>>>>

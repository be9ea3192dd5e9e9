use async_trait::async_trait;
use poise::serenity_prelude::{
    self as serenity, ChannelId, ChannelType, CreateChannel, EditMember, Guild, GuildChannel,
    GuildId, UserId,
};

use crate::{error::DirectoryError, utils::channel_utils::max_bitrate_for_tier};

/// Cached view of a guild channel
#[derive(Clone, Debug, PartialEq)]
pub struct ChannelSnapshot {
    pub id: ChannelId,
    pub name: String,
    pub parent_id: Option<ChannelId>,
    pub is_voice: bool,
    pub occupants: usize,
}

/// Parameters for a new personal room
#[derive(Clone, Debug, PartialEq)]
pub struct RoomSpec {
    pub name: String,
    pub category_id: Option<ChannelId>,
    pub user_limit: Option<u32>,
    pub bitrate: Option<u32>,
    pub reason: String,
}

/// The guild's channels and members as seen by the room manager.
///
/// Reads come from a local cache and may be stale; writes go to the platform
/// and can fail at any time.
#[async_trait]
pub trait ChannelDirectory: Send + Sync {
    fn channel(&self, channel_id: ChannelId) -> Option<ChannelSnapshot>;

    fn voice_channels(&self, guild_id: GuildId) -> Vec<ChannelSnapshot>;

    fn max_bitrate(&self, guild_id: GuildId) -> Option<u32>;

    async fn create_voice_channel(
        &self,
        guild_id: GuildId,
        room: &RoomSpec,
    ) -> Result<ChannelId, DirectoryError>;

    async fn move_member(
        &self,
        guild_id: GuildId,
        user_id: UserId,
        channel_id: ChannelId,
        reason: &str,
    ) -> Result<(), DirectoryError>;

    async fn delete_channel(&self, channel_id: ChannelId, reason: &str)
    -> Result<(), DirectoryError>;
}

/// Directory backed by the serenity cache and HTTP client
pub struct SerenityDirectory<'a> {
    ctx: &'a serenity::Context,
}

impl<'a> SerenityDirectory<'a> {
    pub fn new(ctx: &'a serenity::Context) -> Self {
        Self { ctx }
    }
}

fn snapshot(guild: &Guild, channel: &GuildChannel) -> ChannelSnapshot {
    let occupants = guild
        .voice_states
        .values()
        .filter(|state| state.channel_id == Some(channel.id))
        .count();

    ChannelSnapshot {
        id: channel.id,
        name: channel.name.clone(),
        parent_id: channel.parent_id,
        is_voice: channel.kind == ChannelType::Voice,
        occupants,
    }
}

#[async_trait]
impl<'a> ChannelDirectory for SerenityDirectory<'a> {
    fn channel(&self, channel_id: ChannelId) -> Option<ChannelSnapshot> {
        // Release the channel ref before taking the guild ref
        let guild_id = self.ctx.cache.channel(channel_id)?.guild_id;
        let guild = self.ctx.cache.guild(guild_id)?;
        let channel = guild.channels.get(&channel_id)?;
        Some(snapshot(&guild, channel))
    }

    fn voice_channels(&self, guild_id: GuildId) -> Vec<ChannelSnapshot> {
        match self.ctx.cache.guild(guild_id) {
            Some(guild) => guild
                .channels
                .values()
                .filter(|channel| channel.kind == ChannelType::Voice)
                .map(|channel| snapshot(&guild, channel))
                .collect(),
            None => Vec::new(),
        }
    }

    fn max_bitrate(&self, guild_id: GuildId) -> Option<u32> {
        self.ctx
            .cache
            .guild(guild_id)
            .map(|guild| max_bitrate_for_tier(guild.premium_tier))
    }

    async fn create_voice_channel(
        &self,
        guild_id: GuildId,
        room: &RoomSpec,
    ) -> Result<ChannelId, DirectoryError> {
        let mut create_channel = CreateChannel::new(&room.name)
            .kind(ChannelType::Voice)
            .audit_log_reason(&room.reason);

        if let Some(category_id) = room.category_id {
            create_channel = create_channel.category(category_id);
        }
        if let Some(user_limit) = room.user_limit {
            create_channel = create_channel.user_limit(user_limit);
        }
        if let Some(bitrate) = room.bitrate {
            create_channel = create_channel.bitrate(bitrate);
        }

        let channel = guild_id.create_channel(self.ctx, create_channel).await?;
        if channel.kind != ChannelType::Voice {
            return Err(DirectoryError::Rejected(format!(
                "channel {} was created as {:?}",
                channel.id, channel.kind
            )));
        }

        Ok(channel.id)
    }

    async fn move_member(
        &self,
        guild_id: GuildId,
        user_id: UserId,
        channel_id: ChannelId,
        reason: &str,
    ) -> Result<(), DirectoryError> {
        guild_id
            .edit_member(
                self.ctx,
                user_id,
                EditMember::new()
                    .voice_channel(channel_id)
                    .audit_log_reason(reason),
            )
            .await?;
        Ok(())
    }

    async fn delete_channel(
        &self,
        channel_id: ChannelId,
        reason: &str,
    ) -> Result<(), DirectoryError> {
        self.ctx
            .http
            .delete_channel(channel_id, Some(reason))
            .await?;
        Ok(())
    }
}
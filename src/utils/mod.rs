/// Utility modules for common functionality
pub mod channel_utils;
pub mod messages;
use poise::serenity_prelude as serenity;
use thiserror::Error;

/// Failure of a call against the channel directory
#[derive(Error, Debug)]
pub enum DirectoryError {
    #[error("Discord API error: {0}")]
    Serenity(#[from] serenity::Error),

    #[error("Request rejected: {0}")]
    Rejected(String),
}
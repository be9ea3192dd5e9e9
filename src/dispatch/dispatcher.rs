use std::sync::Arc;
use std::time::{Duration, Instant};

use tracing::{error, warn};

use crate::{
    constants::DEFAULT_COOLDOWN_SECS,
    utils::messages::{build_command_not_found, build_cooldown_message},
};

use super::{
    cooldown::CooldownLedger,
    registry::{CommandInteraction, CommandRegistry, subcommand_key},
};

/// Which handler ran for an interaction
#[derive(Debug, Clone, PartialEq, Eq)]
pub enum Route {
    Command,
    SubCommand(String),
}

/// Result of dispatching one interaction
#[derive(Debug, Clone, PartialEq, Eq)]
pub enum DispatchOutcome {
    NotFound,
    CoolingDown(Duration),
    Executed(Route),
    Failed(Route),
}

/// Routes slash commands to their handlers behind a per-user cooldown
pub struct CommandDispatcher<I> {
    registry: CommandRegistry<I>,
    cooldowns: Arc<CooldownLedger>,
}

impl<I: CommandInteraction> CommandDispatcher<I> {
    pub fn new(registry: CommandRegistry<I>) -> Self {
        Self {
            registry,
            cooldowns: Arc::new(CooldownLedger::new()),
        }
    }

    pub fn registry(&self) -> &CommandRegistry<I> {
        &self.registry
    }

    pub fn cooldowns(&self) -> Arc<CooldownLedger> {
        Arc::clone(&self.cooldowns)
    }

    pub async fn dispatch(&self, interaction: &I) -> DispatchOutcome {
        self.dispatch_at(interaction, Instant::now()).await
    }

    /// Dispatch as if the interaction arrived at `now`
    pub async fn dispatch_at(&self, interaction: &I, now: Instant) -> DispatchOutcome {
        let name = interaction.command_name();

        let Some(command) = self.registry.command(name) else {
            warn!("Received unknown command {}", name);
            if let Err(e) = interaction.reply(build_command_not_found(), true).await {
                error!("Failed to reply to unknown command {}: {}", name, e);
            }
            self.registry.remove(name);
            return DispatchOutcome::NotFound;
        };

        let cooldown = Duration::from_secs(command.cooldown_secs().unwrap_or(DEFAULT_COOLDOWN_SECS));
        if let Err(remaining) =
            self.cooldowns
                .try_acquire(name, interaction.user_id(), cooldown, now)
        {
            if let Err(e) = interaction
                .reply(build_cooldown_message(name, remaining), true)
                .await
            {
                error!("Failed to send cooldown notice for {}: {}", name, e);
            }
            return DispatchOutcome::CoolingDown(remaining);
        }

        let subcommand = interaction.subcommand().and_then(|subcommand| {
            let key = subcommand_key(name, interaction.subcommand_group(), subcommand);
            self.registry
                .subcommand(&key)
                .map(|handler| (key, handler))
        });

        let (route, result) = match subcommand {
            Some((key, handler)) => (Route::SubCommand(key), handler.execute(interaction).await),
            None => (Route::Command, command.execute(interaction).await),
        };

        match result {
            Ok(()) => DispatchOutcome::Executed(route),
            Err(e) => {
                error!("Command {} failed for {}: {}", name, interaction.user_id(), e);
                DispatchOutcome::Failed(route)
            }
        }
    }
}
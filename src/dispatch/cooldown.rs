use std::sync::Arc;
use std::time::{Duration, Instant};

use dashmap::{DashMap, mapref::entry::Entry};
use poise::serenity_prelude::UserId;
use tokio::task::JoinHandle;
use tracing::debug;

#[derive(Clone, Copy, Debug)]
struct CooldownEntry {
    used_at: Instant,
    expires_at: Instant,
}

/// Per-command, per-user rate limit record.
///
/// Entries carry their own expiry and are checked lazily; `purge_expired`
/// drops the ones nobody came back for.
#[derive(Debug, Default)]
pub struct CooldownLedger {
    entries: DashMap<(String, UserId), CooldownEntry>,
}

impl CooldownLedger {
    pub fn new() -> Self {
        Self::default()
    }

    /// Record a use of `command` by `user` at `now` unless an unexpired entry
    /// exists, in which case the remaining wait is returned.
    pub fn try_acquire(
        &self,
        command: &str,
        user_id: UserId,
        cooldown: Duration,
        now: Instant,
    ) -> Result<(), Duration> {
        let fresh = CooldownEntry {
            used_at: now,
            expires_at: now + cooldown,
        };

        match self.entries.entry((command.to_string(), user_id)) {
            Entry::Occupied(mut occupied) => {
                let expires_at = occupied.get().used_at + cooldown;
                if now < expires_at {
                    return Err(expires_at - now);
                }
                occupied.insert(fresh);
            }
            Entry::Vacant(vacant) => {
                vacant.insert(fresh);
            }
        }

        Ok(())
    }

    /// Drop every entry whose cooldown has elapsed at `now`
    pub fn purge_expired(&self, now: Instant) -> usize {
        let before = self.entries.len();
        self.entries.retain(|_, entry| entry.expires_at > now);
        before.saturating_sub(self.entries.len())
    }

    pub fn len(&self) -> usize {
        self.entries.len()
    }
}

/// Periodically purge expired cooldowns. The handle aborts the sweeper.
pub fn spawn_cooldown_sweeper(ledger: Arc<CooldownLedger>, every: Duration) -> JoinHandle<()> {
    tokio::spawn(async move {
        let mut interval = tokio::time::interval(every);
        loop {
            interval.tick().await;
            let purged = ledger.purge_expired(Instant::now());
            if purged > 0 {
                debug!(
                    "Purged {} expired cooldown entries, {} still active",
                    purged,
                    ledger.len()
                );
            }
        }
    })
}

<<<<

Going back over the entries above, copy word for word every line from the one that has "channel.id, channel.kind" on through the one that has "EditMember::new()".

                channel.id, channel.kind
            )));
        }

        Ok(channel.id)
    }

    async fn move_member(
        &self,
        guild_id: GuildId,
        user_id: UserId,
        channel_id: ChannelId,
        reason: &str,
    ) -> Result<(), DirectoryError> {
        guild_id
            .edit_member(
                self.ctx,
                user_id,
                EditMember::new()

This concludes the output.